▸ **What is needed**: Print the listing once more, exactly as written.

▸ **Extracted information**:
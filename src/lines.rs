//! Transit-line catalog decoded from the bus-line GeoJSON.
//!
//! Features share a `Layer` per direction of a route; their paths are
//! grouped so a single line can be highlighted as a unit.

use geo::line_measures::LengthMeasurable;
use geo::{Geometry, Haversine, LineString};
use geojson::{Feature, GeoJson};
use serde::{Deserialize, Serialize};
use std::str::FromStr;
use tracing::{debug, warn};

#[derive(thiserror::Error, Debug)]
pub enum LineError {
    #[error("failed to read bus-line GeoJSON: {0}")]
    Parse(#[from] geojson::Error),
    #[error("bus-line GeoJSON must be a FeatureCollection")]
    NotACollection,
}

/// Descriptive properties of one route direction.
#[derive(Debug, Clone, Default, PartialEq, Serialize, Deserialize)]
pub struct LineInfo {
    #[serde(rename = "BusName")]
    pub bus_name: String,
    #[serde(rename = "Dir_Name")]
    pub dir_name: String,
    #[serde(rename = "S_Station", default)]
    pub start_station: String,
    #[serde(rename = "E_Station", default)]
    pub end_station: String,
    /// Length in meters as recorded in the source data.
    #[serde(default)]
    pub length: f64,
    #[serde(rename = "Layer")]
    pub layer: String,
}

impl LineInfo {
    /// The route whose adjustment the survey asks about.
    pub fn survey_default() -> Self {
        LineInfo {
            bus_name: "浦东59路".to_string(),
            dir_name: "浦东59路(宣夏路宣兰路--大川公路拱乐路)".to_string(),
            start_station: "宣夏路宣兰路".to_string(),
            end_station: "大川公路拱乐路".to_string(),
            length: 16135.387947233279,
            layer: "浦东59路(宣夏路宣兰路--大川公路拱乐路)".to_string(),
        }
    }
}

/// A route direction with all of its path segments.
#[derive(Debug, Clone, PartialEq)]
pub struct TransitLine {
    pub info: LineInfo,
    pub paths: Vec<LineString<f64>>,
}

impl TransitLine {
    /// Geodesic length of all segments, in meters.
    pub fn measured_length(&self) -> f64 {
        self.paths.iter().map(|p| p.length(&Haversine)).sum()
    }
}

/// Lines keyed by layer, in first-seen order.
#[derive(Debug, Clone, Default, PartialEq)]
pub struct LineCatalog {
    lines: Vec<TransitLine>,
}

impl LineCatalog {
    pub fn from_geojson_str(text: &str) -> Result<Self, LineError> {
        let collection = match GeoJson::from_str(text)? {
            GeoJson::FeatureCollection(collection) => collection,
            _ => return Err(LineError::NotACollection),
        };

        let mut catalog = LineCatalog::default();
        for (index, feature) in collection.features.into_iter().enumerate() {
            catalog.insert_feature(index, feature);
        }
        debug!(lines = catalog.lines.len(), "Bus-line catalog decoded");
        Ok(catalog)
    }

    fn insert_feature(&mut self, index: usize, feature: Feature) {
        let info: LineInfo = match &feature.properties {
            Some(props) => match serde_json::from_value(serde_json::Value::Object(props.clone())) {
                Ok(info) => info,
                Err(e) => {
                    warn!(feature = index, error = %e, "Bus-line feature has unusable properties, skipping");
                    return;
                }
            },
            None => {
                warn!(feature = index, "Bus-line feature has no properties, skipping");
                return;
            }
        };

        let paths = match feature.geometry.map(Geometry::<f64>::try_from) {
            Some(Ok(Geometry::LineString(line))) => vec![line],
            Some(Ok(Geometry::MultiLineString(multi))) => multi.0,
            _ => {
                warn!(feature = index, layer = %info.layer, "Bus-line feature is not a line, skipping");
                return;
            }
        };

        match self.lines.iter_mut().find(|l| l.info.layer == info.layer) {
            Some(line) => line.paths.extend(paths),
            None => self.lines.push(TransitLine { info, paths }),
        }
    }

    pub fn lines(&self) -> &[TransitLine] {
        &self.lines
    }

    pub fn len(&self) -> usize {
        self.lines.len()
    }

    pub fn is_empty(&self) -> bool {
        self.lines.is_empty()
    }

    pub fn by_layer(&self, layer: &str) -> Option<&TransitLine> {
        self.lines.iter().find(|l| l.info.layer == layer)
    }

    /// Every direction of the named bus route.
    pub fn by_bus_name<'a>(&'a self, bus_name: &'a str) -> impl Iterator<Item = &'a TransitLine> {
        self.lines.iter().filter(move |l| l.info.bus_name == bus_name)
    }
}

#[cfg(test)]
mod tests {
    use super::*;

    const LINES: &str = r#"{
        "type": "FeatureCollection",
        "features": [
            {
                "type": "Feature",
                "properties": { "BusName": "浦东59路", "Layer": "59-up", "Dir_Name": "59 up", "length": 100.0 },
                "geometry": { "type": "MultiLineString", "coordinates": [[[121.50,31.20],[121.51,31.20]]] }
            },
            {
                "type": "Feature",
                "properties": { "BusName": "浦东59路", "Layer": "59-down", "Dir_Name": "59 down" },
                "geometry": { "type": "LineString", "coordinates": [[121.51,31.20],[121.50,31.20]] }
            },
            {
                "type": "Feature",
                "properties": { "BusName": "浦东59路", "Layer": "59-up", "Dir_Name": "59 up" },
                "geometry": { "type": "LineString", "coordinates": [[121.51,31.20],[121.52,31.20]] }
            },
            {
                "type": "Feature",
                "properties": { "BusName": "站点", "Layer": "stop", "Dir_Name": "" },
                "geometry": { "type": "Point", "coordinates": [121.5, 31.2] }
            }
        ]
    }"#;

    #[test]
    fn test_features_are_grouped_by_layer() {
        let catalog = LineCatalog::from_geojson_str(LINES).unwrap();

        assert_eq!(catalog.len(), 2);
        let up = catalog.by_layer("59-up").unwrap();
        assert_eq!(up.paths.len(), 2);
        assert_eq!(up.info.length, 100.0);
        assert!(catalog.by_layer("stop").is_none());
    }

    #[test]
    fn test_by_bus_name() {
        let catalog = LineCatalog::from_geojson_str(LINES).unwrap();
        assert_eq!(catalog.by_bus_name("浦东59路").count(), 2);
        assert_eq!(catalog.by_bus_name("1路").count(), 0);
    }

    #[test]
    fn test_measured_length() {
        let catalog = LineCatalog::from_geojson_str(LINES).unwrap();
        let down = catalog.by_layer("59-down").unwrap();
        // 0.01 degrees of longitude at 31.2N is roughly 950 m
        let meters = down.measured_length();
        assert!(meters > 900.0 && meters < 1000.0, "{meters}");
    }

    #[test]
    fn test_survey_default() {
        let info = LineInfo::survey_default();
        assert_eq!(info.bus_name, "浦东59路");
        assert_eq!(info.start_station, "宣夏路宣兰路");
    }

    #[test]
    fn test_non_collection_is_rejected() {
        let text = r#"{"type": "Point", "coordinates": [0, 0]}"#;
        assert!(matches!(
            LineCatalog::from_geojson_str(text),
            Err(LineError::NotACollection)
        ));
    }
}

▸ **Response to the exercise**:
filename src/lines.rs
//! Transit-line catalog decoded from the bus-line GeoJSON.
//!
//! Features share a `Layer` per direction of a route; their paths are
//! grouped so a single line can be highlighted as a unit.

use geo::line_measures::LengthMeasurable;
use geo::{Geometry, Haversine, LineString};
use geojson::{Feature, GeoJson};
use serde::{Deserialize, Serialize};
use std::str::FromStr;
use tracing::{debug, warn};

#[derive(thiserror::Error, Debug)]
pub enum LineError {
    #[error("failed to read bus-line GeoJSON: {0}")]
    Parse(#[from] geojson::Error),
    #[error("bus-line GeoJSON must be a FeatureCollection")]
    NotACollection,
}

/// Descriptive properties of one route direction.
#[derive(Debug, Clone, Default, PartialEq, Serialize, Deserialize)]
pub struct LineInfo {
    #[serde(rename = "BusName")]
    pub bus_name: String,
    #[serde(rename = "Dir_Name")]
    pub dir_name: String,
    #[serde(rename = "S_Station", default)]
    pub start_station: String,
    #[serde(rename = "E_Station", default)]
    pub end_station: String,
    /// Length in meters as recorded in the source data.
    #[serde(default)]
    pub length: f64,
    #[serde(rename = "Layer")]
    pub layer: String,
}

impl LineInfo {
    /// The route whose adjustment the survey asks about.
    pub fn survey_default() -> Self {
        LineInfo {
            bus_name: "浦东59路".to_string(),
            dir_name: "浦东59路(宣夏路宣兰路--大川公路拱乐路)".to_string(),
            start_station: "宣夏路宣兰路".to_string(),
            end_station: "大川公路拱乐路".to_string(),
            length: 16135.387947233279,
            layer: "浦东59路(宣夏路宣兰路--大川公路拱乐路)".to_string(),
        }
    }
}

/// A route direction with all of its path segments.
#[derive(Debug, Clone, PartialEq)]
pub struct TransitLine {
    pub info: LineInfo,
    pub paths: Vec<LineString<f64>>,
}

impl TransitLine {
    /// Geodesic length of all segments, in meters.
    pub fn measured_length(&self) -> f64 {
        self.paths.iter().map(|p| p.length(&Haversine)).sum()
    }
}

/// Lines keyed by layer, in first-seen order.
#[derive(Debug, Clone, Default, PartialEq)]
pub struct LineCatalog {
    lines: Vec<TransitLine>,
}

impl LineCatalog {
    pub fn from_geojson_str(text: &str) -> Result<Self, LineError> {
        let collection = match GeoJson::from_str(text)? {
            GeoJson::FeatureCollection(collection) => collection,
            _ => return Err(LineError::NotACollection),
        };

        let mut catalog = LineCatalog::default();
        for (index, feature) in collection.features.into_iter().enumerate() {
            catalog.insert_feature(index, feature);
        }
        debug!(lines = catalog.lines.len(), "Bus-line catalog decoded");
        Ok(catalog)
    }

    fn insert_feature(&mut self, index: usize, feature: Feature) {
        let info: LineInfo = match &feature.properties {
            Some(props) => match serde_json::from_value(serde_json::Value::Object(props.clone())) {
                Ok(info) => info,
                Err(e) => {
                    warn!(feature = index, error = %e, "Bus-line feature has unusable properties, skipping");
                    return;
                }
            },
            None => {
                warn!(feature = index, "Bus-line feature has no properties, skipping");
                return;
            }
        };

        let paths = match feature.geometry.map(Geometry::<f64>::try_from) {
            Some(Ok(Geometry::LineString(line))) => vec![line],
            Some(Ok(Geometry::MultiLineString(multi))) => multi.0,
            _ => {
                warn!(feature = index, layer = %info.layer, "Bus-line feature is not a line, skipping");
                return;
            }
        };

        match self.lines.iter_mut().find(|l| l.info.layer == info.layer) {
            Some(line) => line.paths.extend(paths),
            None => self.lines.push(TransitLine { info, paths }),
        }
    }

    pub fn lines(&self) -> &[TransitLine] {
        &self.lines
    }

    pub fn len(&self) -> usize {
        self.lines.len()
    }

    pub fn is_empty(&self) -> bool {
        self.lines.is_empty()
    }

    pub fn by_layer(&self, layer: &str) -> Option<&TransitLine> {
        self.lines.iter().find(|l| l.info.layer == layer)
    }

    /// Every direction of the named bus route.
    pub fn by_bus_name<'a>(&'a self, bus_name: &'a str) -> impl Iterator<Item = &'a TransitLine> {
        self.lines.iter().filter(move |l| l.info.bus_name == bus_name)
    }
}

#[cfg(test)]
mod tests {
    use super::*;

    const LINES: &str = r#"{
        "type": "FeatureCollection",
        "features": [
            {
                "type": "Feature",
                "properties": { "BusName": "浦东59路", "Layer": "59-up", "Dir_Name": "59 up", "length": 100.0 },
                "geometry": { "type": "MultiLineString", "coordinates": [[[121.50,31.20],[121.51,31.20]]] }
            },
            {
                "type": "Feature",
                "properties": { "BusName": "浦东59路", "Layer": "59-down", "Dir_Name": "59 down" },
                "geometry": { "type": "LineString", "coordinates": [[121.51,31.20],[121.50,31.20]] }
            },
            {
                "type": "Feature",
                "properties": { "BusName": "浦东59路", "Layer": "59-up", "Dir_Name": "59 up" },
                "geometry": { "type": "LineString", "coordinates": [[121.51,31.20],[121.52,31.20]] }
            },
            {
                "type": "Feature",
                "properties": { "BusName": "站点", "Layer": "stop", "Dir_Name": "" },
                "geometry": { "type": "Point", "coordinates": [121.5, 31.2] }
            }
        ]
    }"#;

    #[test]
    fn test_features_are_grouped_by_layer() {
        let catalog = LineCatalog::from_geojson_str(LINES).unwrap();

        assert_eq!(catalog.len(), 2);
        let up = catalog.by_layer("59-up").unwrap();
        assert_eq!(up.paths.len(), 2);
        assert_eq!(up.info.length, 100.0);
        assert!(catalog.by_layer("stop").is_none());
    }

    #[test]
    fn test_by_bus_name() {
        let catalog = LineCatalog::from_geojson_str(LINES).unwrap();
        assert_eq!(catalog.by_bus_name("浦东59路").count(), 2);
        assert_eq!(catalog.by_bus_name("1路").count(), 0);
    }

    #[test]
    fn test_measured_length() {
        let catalog = LineCatalog::from_geojson_str(LINES).unwrap();
        let down = catalog.by_layer("59-down").unwrap();
        // 0.01 degrees of longitude at 31.2N is roughly 950 m
        let meters = down.measured_length();
        assert!(meters > 900.0 && meters < 1000.0, "{meters}");
    }

    #[test]
    fn test_survey_default() {
        let info = LineInfo::survey_default();
        assert_eq!(info.bus_name, "浦东59路");
        assert_eq!(info.start_station, "宣夏路宣兰路");
    }

    #[test]
    fn test_non_collection_is_rejected() {
        let text = r#"{"type": "Point", "coordinates": [0, 0]}"#;
        assert!(matches!(
            LineCatalog::from_geojson_str(text),
            Err(LineError::NotACollection)
        ));
    }
}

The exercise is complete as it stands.